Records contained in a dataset
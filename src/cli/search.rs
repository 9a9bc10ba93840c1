use std::path::PathBuf;

use anyhow::Context;
use clap::Args;

use crate::search::blast::TabularAligner;
use crate::search::config::SearchConfig;
use crate::search::job::{HitStore, Runnable, SearchJob};
use crate::store::json::JsonStore;

#[derive(Args)]
pub struct SearchArgs {
    /// Store file holding the query region's sequence
    #[arg(long, value_name = "FILE")]
    pub store: PathBuf,

    /// Name of the stored region to use as the query
    #[arg(long)]
    pub query: String,

    /// Target database name, passed to the search program
    #[arg(long)]
    pub database: String,

    /// Per-database search parameter file (JSON)
    #[arg(long, value_name = "FILE")]
    pub config: Option<PathBuf>,

    /// External search program to run
    #[arg(long, value_name = "PROGRAM", default_value = "blastn")]
    pub program: PathBuf,
}

/// Execute search subcommand
///
/// # Errors
///
/// Returns an error if the store or config cannot be read, the query region
/// has no stored sequence, or the external program fails.
#[allow(clippy::needless_pass_by_value)] // CLI entry point, values from clap
pub fn run(args: SearchArgs, verbose: bool) -> anyhow::Result<()> {
    let mut store = JsonStore::load_from_file(&args.store)
        .with_context(|| format!("failed to load store {}", args.store.display()))?;

    let config = match &args.config {
        Some(path) => SearchConfig::load_from_file(path)
            .with_context(|| format!("failed to load search config {}", path.display()))?,
        None => SearchConfig::default(),
    };

    if verbose {
        let params = config.params_for(&args.database);
        eprintln!(
            "Searching '{}' against '{}' (ungapped: {}, unmasked: {})",
            args.query, args.database, params.ungapped, params.unmasked
        );
    }

    // The job borrows the store as its sequence fetcher, so collect the
    // hits before persisting them back into the same store
    let hits = {
        let aligner = TabularAligner::new(&args.program);
        let mut job = SearchJob::new(&args.query, &args.database, &config, &store, aligner);
        job.run()
            .with_context(|| format!("search for '{}' failed", args.query))?;
        job.output().to_vec()
    };

    println!(
        "{} hits for '{}' against '{}'",
        hits.len(),
        args.query,
        args.database
    );

    for hit in hits {
        store.store_hit(hit)?;
    }
    store.save_to_file(&args.store)?;

    Ok(())
}
//! Loaders that turn FASTA or AGP input into stored sequence regions.
//!
//! One loader runs per invocation:
//!
//! - [`fasta::load_fasta`] stores one region per FASTA record, optionally
//!   with raw sequence, and counts records containing ambiguous bases
//! - [`agp::load_agp`] stores one region per distinct object name, spanning
//!   the maximum tiling end seen for that name
//!
//! Both resolve names through [`crate::core::resolver::NameResolver`] and
//! persist through the store traits; neither retries a failed store call.

use thiserror::Error;

use crate::core::resolver::ResolveError;
use crate::store::StoreError;

pub mod agp;
pub mod coord;
pub mod fasta;

#[derive(Error, Debug)]
pub enum LoadError {
    #[error("IO error: {0}")]
    Io(#[from] std::io::Error),

    #[error("FASTA parse error: {0}")]
    Fasta(String),

    #[error(transparent)]
    Resolve(#[from] ResolveError),

    #[error(transparent)]
    Store(#[from] StoreError),

    #[error("AGP input cannot be loaded into sequence-level coordinate system '{0}'")]
    SequenceLevelAgp(String),
}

* **Task goal**
From the first line above through the line that contains "pub fn run(args: SearchArgs, verbose: bool)", quote each line exactly. Output nothing more.

* **Task result**
filename src/cli/search.rs
repository 9a9bc10ba93840c1
use std::path::PathBuf;

use anyhow::Context;
use clap::Args;

use crate::search::blast::TabularAligner;
use crate::search::config::SearchConfig;
use crate::search::job::{HitStore, Runnable, SearchJob};
use crate::store::json::JsonStore;

#[derive(Args)]
pub struct SearchArgs {
    /// Store file holding the query region's sequence
    #[arg(long, value_name = "FILE")]
    pub store: PathBuf,

    /// Name of the stored region to use as the query
    #[arg(long)]
    pub query: String,

    /// Target database name, passed to the search program
    #[arg(long)]
    pub database: String,

    /// Per-database search parameter file (JSON)
    #[arg(long, value_name = "FILE")]
    pub config: Option<PathBuf>,

    /// External search program to run
    #[arg(long, value_name = "PROGRAM", default_value = "blastn")]
    pub program: PathBuf,
}

/// Execute search subcommand
///
/// # Errors
///
/// Returns an error if the store or config cannot be read, the query region
/// has no stored sequence, or the external program fails.
#[allow(clippy::needless_pass_by_value)] // CLI entry point, values from clap
pub fn run(args: SearchArgs, verbose: bool) -> anyhow::Result<()> {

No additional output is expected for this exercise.